Article/ by W. Q. Judge, The Path, March, 1891

In the Key to Theosophy, on page 161, the author uses a phrase which has been objected to on the ground that a strict construction of it overthrows the whole doctrine of Karma. The words referred to and the contiguous sentences are:

“Our philosophy teaches that Karmic punishment reaches the Ego only in its next incarnation. After death it receives only the reward for the unmerited sufferings endured during its past incarnation.”

The italicised portion is the part objected to, and the objection raised is that, if all that happens to us so happens because it is our Karma, then it cannot be unmerited: hence, either the statement is incorrect or Karma is not the law of justice, but there must be some other one governing man and the vicissitudes of his life.

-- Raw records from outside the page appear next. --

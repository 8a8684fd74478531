//! Reachability pre-flight for the TMS host.
//!
//! A cheap HEAD request catches a disconnected VPN or proxy before a browser
//! is launched.

use reqwest::{Client, StatusCode};
use std::error::Error as StdError;
use std::time::Duration;
use tracing::{error, info};

use crate::error::ConnectivityError;

const USER_AGENT: &str = concat!("tms-timesheet-bot/", env!("CARGO_PKG_VERSION"));

const VPN_INDICATORS: [&str; 13] = [
    "dns",
    "name resolution failed",
    "getaddrinfo failed",
    "gaierror",
    "connection refused",
    "connection timed out",
    "timeout",
    "timed out",
    "network unreachable",
    "no route to host",
    "tunnel",
    "proxy",
    "vpn",
];

/// HEAD `url`. Any 2xx or 3xx answer counts as reachable, since the TMS
/// redirects anonymous visitors to its login page.
pub async fn check_connectivity(url: &str, timeout: Duration) -> Result<(), ConnectivityError> {
    info!("Checking connectivity to {}", url);

    let client = Client::builder()
        .timeout(timeout)
        .user_agent(USER_AGENT)
        .build()
        .map_err(|e| ConnectivityError::Other(e.to_string()))?;

    let response = match client.head(url).send().await {
        Ok(resp) => resp,
        Err(e) => {
            let failure = classify(&e, timeout);
            error!("Connectivity check failed: {}", failure);
            return Err(failure);
        }
    };

    let status = response.status();
    if status.is_success() || status.is_redirection() {
        info!("TMS reachable ({})", status);
        Ok(())
    } else {
        error!("TMS answered with {}", status);
        Err(status_error(status))
    }
}

fn status_error(status: StatusCode) -> ConnectivityError {
    ConnectivityError::Status {
        status: status.as_u16(),
        reason: status.canonical_reason().unwrap_or("Unknown").to_string(),
    }
}

fn classify(err: &reqwest::Error, timeout: Duration) -> ConnectivityError {
    let chain = error_chain(err);
    if err.is_builder() {
        ConnectivityError::InvalidUrl(chain)
    } else if err.is_timeout() {
        ConnectivityError::Timeout(timeout.as_secs())
    } else if err.is_connect() {
        let lower = chain.to_lowercase();
        if lower.contains("dns") || lower.contains("resolve") || lower.contains("lookup") {
            ConnectivityError::Dns(chain)
        } else {
            ConnectivityError::Connect(chain)
        }
    } else if let Some(status) = err.status() {
        status_error(status)
    } else {
        ConnectivityError::Other(chain)
    }
}

fn error_chain(err: &dyn StdError) -> String {
    let mut parts = vec![err.to_string()];
    let mut source = err.source();
    while let Some(cause) = source {
        parts.push(cause.to_string());
        source = cause.source();
    }
    parts.join(": ")
}

/// Whether a connectivity failure looks like a missing VPN or proxy.
pub fn is_vpn_proxy_error(message: &str) -> bool {
    let lower = message.to_lowercase();
    VPN_INDICATORS.iter().any(|indicator| lower.contains(indicator))
}

/// Operator-facing explanation of a failed connectivity check.
pub fn format_connectivity_error(url: &str, message: &str, vpn_issue: bool) -> String {
    let mut lines = vec![
        "NETWORK CONNECTIVITY CHECK FAILED".to_string(),
        String::new(),
        format!("Could not reach TMS server: {url}"),
        format!("Error: {message}"),
        String::new(),
    ];

    if vpn_issue {
        lines.extend([
            "This error is often caused by:".to_string(),
            "  - VPN/Proxy not connected (e.g., Zscaler, Cisco AnyConnect)".to_string(),
            "  - VPN/Proxy not authenticated".to_string(),
            "  - Network connectivity issues".to_string(),
            "  - Firewall blocking the connection".to_string(),
            String::new(),
            "Please ensure:".to_string(),
            "  1. Your VPN/Proxy (e.g., Zscaler) is turned ON and authenticated".to_string(),
            "  2. You can access the TMS website in your browser".to_string(),
            format!("  3. The URL is correct: {url}"),
        ]);
    } else {
        lines.extend([
            "Please check:".to_string(),
            "  1. Your internet connection is working".to_string(),
            "  2. The TMS server is accessible".to_string(),
            format!("  3. The URL is correct: {url}"),
        ]);
    }

    lines.join("\n")
}
use serde::{Deserialize, Serialize};
use std::fmt;
use std::time::Duration;
use tokio::time::sleep;
use tracing::{Instrument, debug, error, info, info_span, warn};

use crate::{
    config::Config,
    error::{FillError, FillIssue, PageError, WeekFailure},
    helpers::{
        login::{LoginGate, LoginOutcome},
        template::ProjectData,
        week::{check_offset, week_offset},
    },
    logging,
    models::{
        CellFillResult, Direction, FillSummary, ProjectFillResult, TimesheetRow, WeekFill, WeekId,
        WeekSpec, Weekday,
    },
    page::{Locator, RowHandle, TimesheetPage},
};

/// What a week-level failure does to the rest of the batch.
#[derive(Debug, Clone, Copy, PartialEq, Eq, Default, Serialize, Deserialize)]
#[serde(rename_all = "snake_case")]
pub enum FailureStrategy {
    /// Stop at the first failed week. Nothing is returned for earlier weeks.
    #[default]
    AbortBatch,
    /// Record the failed week in the summary and carry on.
    SkipWeek,
}

/// Where a fill run currently is.
#[derive(Debug, Clone, Copy, PartialEq, Eq)]
pub enum RunState {
    Idle,
    DetectingBaseline,
    NavigatingToWeek(WeekId),
    VerifyingArrival(WeekId),
    FillingWeek(WeekId),
    SavingWeek(WeekId),
    SubmittingWeek(WeekId),
    Done,
    Failed,
}

impl fmt::Display for RunState {
    fn fmt(&self, f: &mut fmt::Formatter<'_>) -> fmt::Result {
        match self {
            RunState::Idle => f.write_str("idle"),
            RunState::DetectingBaseline => f.write_str("detecting baseline"),
            RunState::NavigatingToWeek(week) => write!(f, "navigating to {week}"),
            RunState::VerifyingArrival(week) => write!(f, "verifying arrival at {week}"),
            RunState::FillingWeek(week) => write!(f, "filling {week}"),
            RunState::SavingWeek(week) => write!(f, "saving {week}"),
            RunState::SubmittingWeek(week) => write!(f, "submitting {week}"),
            RunState::Done => f.write_str("done"),
            RunState::Failed => f.write_str("failed"),
        }
    }
}

fn enter(state: &mut RunState, next: RunState) {
    info!("State: {} -> {}", state, next);
    *state = next;
}

/// Text written into a day input: whole hours keep one decimal ("8.0").
pub fn hours_text(value: f64) -> String {
    if value.fract() == 0.0 {
        format!("{value:.1}")
    } else {
        value.to_string()
    }
}

/// Drives the TMS week selector and fills timesheet rows, week by week.
#[derive(Debug, Clone)]
pub struct FillService {
    pub config: Config,
}
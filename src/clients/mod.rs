//! 评分服务客户端
//!
//! 评分服务被视为不可信的黑盒：只负责把提示词发出去、把原始文本拿回来，
//! 解析、校验、分数裁剪和兜底都在 `services::evaluation_service` 中完成。

pub mod llm_client;
pub mod ollama_client;

use async_trait::async_trait;

use crate::error::ProviderError;

pub use llm_client::LlmClient;
pub use ollama_client::OllamaClient;

/// 发送给评分服务的提示词
#[derive(Debug, Clone, PartialEq, Eq)]
pub struct GradingPrompt {
    pub system: String,
    pub user: String,
}

/// 评分服务接口
#[async_trait]
pub trait GradingProvider: Send + Sync {
    /// 发送提示词，返回评分服务的原始回复文本
    async fn complete(&self, prompt: &GradingPrompt) -> Result<String, ProviderError>;

    /// 用于日志显示的名称
    fn name(&self) -> &str;
}
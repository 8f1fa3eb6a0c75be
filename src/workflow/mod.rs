pub mod grading_flow;
pub mod submission_lifecycle;

pub use grading_flow::{GradingFlow, GradingOutcome};
pub use submission_lifecycle::{ReloadSummary, SubmissionLifecycle};
use serde::{Deserialize, Serialize};

use crate::error::ValidationError;

/// 评分约束
///
/// 由管理员设置，每次评分时读取
#[derive(Debug, Clone, PartialEq, Eq, Serialize, Deserialize)]
pub struct GradingConstraints {
    pub min_grade: u32,
    pub max_grade: u32,
    /// 分析方法/评分标准，例如 grammar、code-style
    #[serde(default)]
    pub criteria: Vec<String>,
}

impl Default for GradingConstraints {
    fn default() -> Self {
        Self {
            min_grade: 1,
            max_grade: 10,
            criteria: Vec::new(),
        }
    }
}

impl GradingConstraints {
    /// 创建并校验评分约束（要求 min < max）
    pub fn new(min_grade: u32, max_grade: u32, criteria: Vec<String>) -> Result<Self, ValidationError> {
        let constraints = Self {
            min_grade,
            max_grade,
            criteria,
        };
        constraints.validate()?;
        Ok(constraints)
    }

    pub fn validate(&self) -> Result<(), ValidationError> {
        if self.min_grade >= self.max_grade {
            return Err(ValidationError::InvalidGradeRange {
                min: self.min_grade,
                max: self.max_grade,
            });
        }
        Ok(())
    }

    /// 将分数裁剪到 `[min_grade, max_grade]`
    pub fn clamp(&self, grade: i64) -> u32 {
        grade.clamp(i64::from(self.min_grade), i64::from(self.max_grade)) as u32
    }
}

/// 系统设置记录
///
/// 单条带版本号的配置记录，存放在复制状态的 settings 中
#[derive(Debug, Clone, PartialEq, Eq, Serialize, Deserialize, Default)]
pub struct SettingsRecord {
    pub version: u64,
    pub constraints: GradingConstraints,
    /// 每个学生的最大提交数量，`None` 表示不限制
    #[serde(default)]
    pub max_submissions_per_student: Option<u32>,
}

Let us go further down the same page and see if some sentences in the same paragraph do not bear upon the meaning of the author. She says:

“If it may be said that there is not a mental or physical suffering in the life of a mortal which is not the direct fruit and consequence of some sin in a preceding existence; on the other hand, since he does not preserve the slightest recollection of it in his actual life and feels himself not deserving of such punishment, and therefore thinks he suffers for no guilt of his own, this alone is sufficient to entitle the human soul to the fullest consolation, rest, and bliss in his post-mortem existence. Death comes to our spiritual selves ever as a deliverer and friend.”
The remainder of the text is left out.